Well, it’s hard to explain it in a sentence, but it was the solution we came up with that we felt successfully achieved all of the goals listed above. Although it goes against a number of human experience best practices, the megapage was a singular page, long in length, and heavy in content, that was broken up by business unit and vertical. The page was made up of six content modules: the hero and newsfeed, End-to-End Solutions, Customer Stories (case studies and proofs of concept), The Digital Future (blogs and podcasts), Events, and Corporate messaging (Let’s Make Impossible Real). These individual, addressable modules would self-populate with the newest, most popular, or most relevant content; and could arrange self-arrange on the page depending on what we knew about any given customer.
Using our three most prominent customer-bases and scenarios:
If a CxO (who we refer to as a Business Decision Maker or BDM) is coming to the site, generally it is to vet Dell Technologies as a partner. Thus, Customer Stories (case studies, proof of success) and our Brand messaging (our vision, mission, ethics, and social responsibility) are going to be more important to them than individual products we sell. So we’ll move Customer Stories and Brand messaging to the top two positions, and tailor the Top Headlines content accordingly.
If an IT Director (who we refer to as an IT Decision Maker or ITDM) is visiting the site, they’re likely acting on intel and validation already gathered by their CxO/BDM, and are now coming to understand our catalog of products, solutions, and services. So we’ll move our End-to-End solutions module to the prime position and tailor the Top Headlines content accordingly.
Further, if any customer is further along in their journey with Dell Technologies, we can use any publicly available (or permissions granted) information gathered from them to begin to further tailor their experience. If they’ve looked at PowerMax racks, we might offer a shortcut back to it, or if we can tell they may need more than PowerMax can offer, we might encourage them to browse PowerFlex, PowerStore, or PowerScale racks.

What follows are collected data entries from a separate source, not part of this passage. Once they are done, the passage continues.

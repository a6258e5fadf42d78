// Demo host window
// Stands in for the host application:
// - Drawing area on the left, "Project Browser" panel listing the catalog on the right
// - "View Preview" toggle in the toolbar
// - Preview drawn on an overlay layer, input routed through the session
// - 50ms poll timer driving PreviewSession::tick
//
// Overlay coordinates double as screen coordinates; the overlay is the only screen.

use std::cell::{Cell, RefCell};
use std::path::Path;
use std::rc::{Rc, Weak};
use std::time::{Duration, Instant};

use gdk4::Display;
use gtk4::prelude::*;
use gtk4::{
    glib, Align, Application, ApplicationWindow, Box as GtkBox, CssProvider, EventControllerMotion,
    EventControllerScroll, EventControllerScrollFlags, EventSequenceState, GestureClick,
    GestureDrag, Label, ListBox, Orientation, Overlay, PolicyType, PropagationPhase,
    ScrolledWindow, SelectionMode, ToggleButton, Widget, STYLE_PROVIDER_PRIORITY_APPLICATION,
};

use super::preview_widget::PreviewWidget;
use crate::config::PreviewConfig;
use crate::geometry::{Point, Rect};
use crate::host::snapshot::WindowSnapshot;
use crate::host::{Desktop, Screen, ScreenLayout, WindowHandle, WindowTree};
use crate::preview::HitRegion;
use crate::provider::catalog::CatalogSelection;
use crate::provider::{ElementId, ElementKind, ElementLabel, SelectionSource, ViewCatalog};
use crate::session::PreviewSession;

const TICK_INTERVAL: Duration = Duration::from_millis(50);
const PANEL_WIDTH: i32 = 320;
const PANEL_TITLE: &str = "Project Browser";

const PREVIEW_CSS: &str = r#"
.canvas {
    background-color: #f4f4f4;
    color: #909090;
}

.project-browser {
    background-color: #ffffff;
    border-left: 1px solid #c8c8c8;
}

.project-browser-title {
    font-weight: bold;
    padding: 6px 8px;
}

/* Chrome bands must measure exactly what the model hit-tests: no border,
   no vertical padding. The outline is drawn by the shadow. */
.preview-window {
    background-color: #ffffff;
    box-shadow: 0 0 0 1px #808080, 0 4px 16px rgba(0, 0, 0, 0.3);
}

.preview-header {
    background-color: #f0f0f0;
    padding: 0 10px;
    min-height: 80px;
}

.preview-title {
    font-size: 15px;
    font-weight: bold;
}

.preview-subtype {
    color: #606060;
}

.preview-close {
    font-size: 18px;
}

.preview-message {
    color: #606060;
}

.preview-status {
    background-color: #f0f0f0;
    color: #404040;
    padding: 0 10px;
    min-height: 30px;
}
"#;

fn load_css() {
    let provider = CssProvider::new();
    provider.load_from_string(PREVIEW_CSS);
    if let Some(display) = Display::default() {
        gtk4::style_context_add_provider_for_display(
            &display,
            &provider,
            STYLE_PROVIDER_PRIORITY_APPLICATION,
        );
    }
}

/// Bounds of `widget` in the coordinate space of `target`.
fn widget_rect(widget: &impl IsA<Widget>, target: &impl IsA<Widget>) -> Option<Rect> {
    let bounds = widget.compute_bounds(target)?;
    let left = bounds.x().round() as i32;
    let top = bounds.y().round() as i32;
    Some(Rect::new(
        left,
        top,
        left + bounds.width().round() as i32,
        top + bounds.height().round() as i32,
    ))
}

/// What the session sees of the demo host during one tick.
struct HostFrame<'a> {
    selection: CatalogSelection<'a>,
    tree: WindowSnapshot,
    screens: ScreenLayout,
    cursor: Option<Point>,
}

impl SelectionSource for HostFrame<'_> {
    fn selected_ids(&self) -> Vec<ElementId> {
        self.selection.selected_ids()
    }

    fn element_kind(&self, id: ElementId) -> ElementKind {
        self.selection.element_kind(id)
    }

    fn element_label(&self, id: ElementId) -> Option<ElementLabel> {
        self.selection.element_label(id)
    }
}

impl WindowTree for HostFrame<'_> {
    fn root_window(&self) -> Option<WindowHandle> {
        self.tree.root_window()
    }

    fn child_windows(&self, handle: WindowHandle) -> Vec<WindowHandle> {
        self.tree.child_windows(handle)
    }

    fn window_rect(&self, handle: WindowHandle) -> Option<Rect> {
        self.tree.window_rect(handle)
    }

    fn window_title(&self, handle: WindowHandle) -> String {
        self.tree.window_title(handle)
    }
}

impl Desktop for HostFrame<'_> {
    fn screen_layout(&self) -> ScreenLayout {
        self.screens.clone()
    }

    fn cursor_position(&self) -> Option<Point> {
        self.cursor
    }
}

pub struct HostWindow {
    self_weak: RefCell<Weak<HostWindow>>,
    window: ApplicationWindow,
    overlay: Overlay,
    canvas: GtkBox,
    panel: GtkBox,
    list: ListBox,
    preview: PreviewWidget,
    catalog: ViewCatalog,
    session: RefCell<PreviewSession<ViewCatalog>>,
    cursor: Cell<Option<Point>>,
}

impl HostWindow {
    pub fn new(app: &Application, dir: &Path, catalog: ViewCatalog, config: PreviewConfig) -> Rc<Self> {
        load_css();

        let window = ApplicationWindow::builder()
            .application(app)
            .title(format!("vpreview - {}", dir.display()))
            .default_width(1400)
            .default_height(900)
            .build();

        let toggle = ToggleButton::with_label("View Preview");
        toggle.set_active(true);
        let toolbar = GtkBox::new(Orientation::Horizontal, 8);
        toolbar.set_margin_start(8);
        toolbar.set_margin_end(8);
        toolbar.set_margin_top(4);
        toolbar.set_margin_bottom(4);
        let dir_label = Label::new(Some(&dir.display().to_string()));
        dir_label.set_hexpand(true);
        dir_label.set_xalign(0.0);
        toolbar.append(&dir_label);
        toolbar.append(&toggle);

        let canvas = GtkBox::new(Orientation::Vertical, 0);
        canvas.add_css_class("canvas");
        canvas.set_hexpand(true);
        canvas.set_vexpand(true);
        let canvas_label = Label::new(Some("Drawing area"));
        canvas_label.set_vexpand(true);
        canvas_label.set_valign(Align::Center);
        canvas.append(&canvas_label);

        let list = ListBox::new();
        list.set_selection_mode(SelectionMode::Multiple);
        for entry in catalog.entries() {
            let row = Label::new(Some(&format!("{}  ({})", entry.name, entry.kind.label())));
            row.set_xalign(0.0);
            row.set_margin_start(8);
            row.set_margin_top(2);
            row.set_margin_bottom(2);
            list.append(&row);
        }
        let scroller = ScrolledWindow::new();
        scroller.set_policy(PolicyType::Never, PolicyType::Automatic);
        scroller.set_vexpand(true);
        scroller.set_child(Some(&list));

        let panel = GtkBox::new(Orientation::Vertical, 0);
        panel.add_css_class("project-browser");
        panel.set_size_request(PANEL_WIDTH, -1);
        let panel_title = Label::new(Some(PANEL_TITLE));
        panel_title.add_css_class("project-browser-title");
        panel_title.set_xalign(0.0);
        panel.append(&panel_title);
        panel.append(&scroller);

        let body = GtkBox::new(Orientation::Horizontal, 0);
        body.append(&canvas);
        body.append(&panel);

        let preview = PreviewWidget::new();
        let overlay = Overlay::new();
        overlay.set_child(Some(&body));
        overlay.add_overlay(preview.layer());

        let root = GtkBox::new(Orientation::Vertical, 0);
        root.append(&toolbar);
        root.append(&overlay);
        window.set_child(Some(&root));

        let host = Rc::new(Self {
            self_weak: RefCell::new(Weak::new()),
            window,
            overlay,
            canvas,
            panel,
            list,
            preview,
            session: RefCell::new(PreviewSession::new(config, catalog.clone())),
            catalog,
            cursor: Cell::new(None),
        });
        *host.self_weak.borrow_mut() = Rc::downgrade(&host);

        host.setup_toggle(&toggle);
        host.setup_input();
        host.start_polling();
        tracing::info!(views = host.catalog.entries().len(), "Host window ready");
        host
    }

    pub fn present(&self) {
        self.window.present();
    }

    fn setup_toggle(&self, toggle: &ToggleButton) {
        let host_weak = self.self_weak.borrow().clone();
        toggle.connect_toggled(move |button| {
            if let Some(host) = host_weak.upgrade() {
                host.session.borrow_mut().set_enabled(button.is_active());
                host.sync_preview();
            }
        });
    }

    fn start_polling(&self) {
        let host_weak = self.self_weak.borrow().clone();
        glib::timeout_add_local(TICK_INTERVAL, move || match host_weak.upgrade() {
            Some(host) => {
                host.tick();
                glib::ControlFlow::Continue
            }
            None => glib::ControlFlow::Break,
        });
    }

    fn tick(&self) {
        let frame = self.frame();
        self.session.borrow_mut().tick(Instant::now(), &frame);
        self.sync_preview();
    }

    fn frame(&self) -> HostFrame<'_> {
        let selected: Vec<ElementId> = self
            .list
            .selected_rows()
            .iter()
            .filter_map(|row| usize::try_from(row.index()).ok())
            .filter_map(|index| self.catalog.entries().get(index))
            .map(|entry| entry.id)
            .collect();

        let size = Rect::new(0, 0, self.overlay.width(), self.overlay.height());
        let mut tree = WindowSnapshot::new(
            self.window.title().map(|t| t.to_string()).unwrap_or_default(),
            size,
        );
        let root = tree.root();
        if let Some(rect) = widget_rect(&self.canvas, &self.overlay) {
            tree.add_child(root, "Drawing area", rect);
        }
        if let Some(rect) = widget_rect(&self.panel, &self.overlay) {
            tree.add_child(root, PANEL_TITLE, rect);
        }

        HostFrame {
            selection: self.catalog.selection(selected),
            tree,
            screens: ScreenLayout::single(Screen::full(size)),
            cursor: self.cursor.get(),
        }
    }

    fn sync_preview(&self) {
        self.preview.sync(self.session.borrow().window());
    }

    /// Preview-local point for an overlay point, if it lands on the preview.
    fn preview_local(&self, screen: Point) -> Option<(Point, HitRegion)> {
        let session = self.session.borrow();
        let window = session.window().filter(|w| w.is_visible())?;
        let origin = window.position();
        let local = Point::new(screen.x - origin.x, screen.y - origin.y);
        match window.hit_test(local) {
            HitRegion::Outside => None,
            region => Some((local, region)),
        }
    }

    fn setup_input(&self) {
        let motion = EventControllerMotion::new();
        let host_weak = self.self_weak.borrow().clone();
        motion.connect_motion(move |_, x, y| {
            if let Some(host) = host_weak.upgrade() {
                host.cursor.set(Some(Point::new(x as i32, y as i32)));
            }
        });
        let host_weak = self.self_weak.borrow().clone();
        motion.connect_leave(move |_| {
            if let Some(host) = host_weak.upgrade() {
                host.cursor.set(None);
            }
        });
        self.overlay.add_controller(motion);

        // Header drag moves the preview, content drag pans it.
        let drag = GestureDrag::new();
        drag.set_button(1);
        drag.set_propagation_phase(PropagationPhase::Capture);
        let host_weak = self.self_weak.borrow().clone();
        drag.connect_drag_begin(move |gesture, x, y| {
            let Some(host) = host_weak.upgrade() else {
                return;
            };
            let screen = Point::new(x as i32, y as i32);
            let Some((local, _)) = host.preview_local(screen) else {
                gesture.set_state(EventSequenceState::Denied);
                return;
            };
            gesture.set_state(EventSequenceState::Claimed);
            host.session.borrow_mut().pointer_down(local, screen);
            host.sync_preview();
        });
        let host_weak = self.self_weak.borrow().clone();
        drag.connect_drag_update(move |gesture, offset_x, offset_y| {
            let Some(host) = host_weak.upgrade() else {
                return;
            };
            let Some((start_x, start_y)) = gesture.start_point() else {
                return;
            };
            let screen = Point::new((start_x + offset_x) as i32, (start_y + offset_y) as i32);
            {
                let mut session = host.session.borrow_mut();
                if let Some(window) = session.window_mut() {
                    let origin = window.position();
                    let local = Point::new(screen.x - origin.x, screen.y - origin.y);
                    window.pointer_move(local, screen);
                }
            }
            host.sync_preview();
        });
        let host_weak = self.self_weak.borrow().clone();
        drag.connect_drag_end(move |_, _, _| {
            if let Some(host) = host_weak.upgrade() {
                if let Some(window) = host.session.borrow_mut().window_mut() {
                    window.pointer_up();
                }
            }
        });
        self.overlay.add_controller(drag.clone());

        let click = GestureClick::new();
        click.set_button(1);
        click.set_propagation_phase(PropagationPhase::Capture);
        click.group_with(&drag);
        let host_weak = self.self_weak.borrow().clone();
        click.connect_pressed(move |_, n_press, x, y| {
            if n_press != 2 {
                return;
            }
            let Some(host) = host_weak.upgrade() else {
                return;
            };
            let Some((local, HitRegion::Content)) = host.preview_local(Point::new(x as i32, y as i32))
            else {
                return;
            };
            if let Some(window) = host.session.borrow_mut().window_mut() {
                window.double_click(local);
            }
            host.sync_preview();
        });
        self.overlay.add_controller(click);

        let scroll = EventControllerScroll::new(EventControllerScrollFlags::VERTICAL);
        scroll.set_propagation_phase(PropagationPhase::Capture);
        let host_weak = self.self_weak.borrow().clone();
        scroll.connect_scroll(move |_, _dx, dy| {
            let Some(host) = host_weak.upgrade() else {
                return glib::Propagation::Proceed;
            };
            let target = host.cursor.get().and_then(|p| host.preview_local(p));
            let Some((local, HitRegion::Content)) = target else {
                return glib::Propagation::Proceed;
            };
            // GTK reports wheel-down as positive; that zooms out.
            if let Some(window) = host.session.borrow_mut().window_mut() {
                window.scroll(local, -dy);
            }
            host.sync_preview();
            glib::Propagation::Stop
        });
        self.overlay.add_controller(scroll);
    }
}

We were very aware of the overwhelming nature of the megapage, so in designing its intelligence and personalization abilities, our aim was really to get people off the page within the first two modules (see goal #4 above). In theory, as our abilities to judge and assume intent got better and better, we hoped our customers might not even need to scroll beyond the Top Headlines and hero content to find what they were interested in or looking for.
We knew the megapage would be a lot to take in for anyone ambitious enough to scroll through the whole thing. So, we designed a toggle to quickly help people orient themselves. The in-page-nav was snapped to the browser window at left and would always show you where in the experience you were (vertically on desktop, horizontally on mobile), quickly allowing you to see how far you’ve gone, how much there is left, and at any point giving you the ability to hover to expand to see the title of the current section, and then quick-jump to another.
And of course it worked on mobile as well.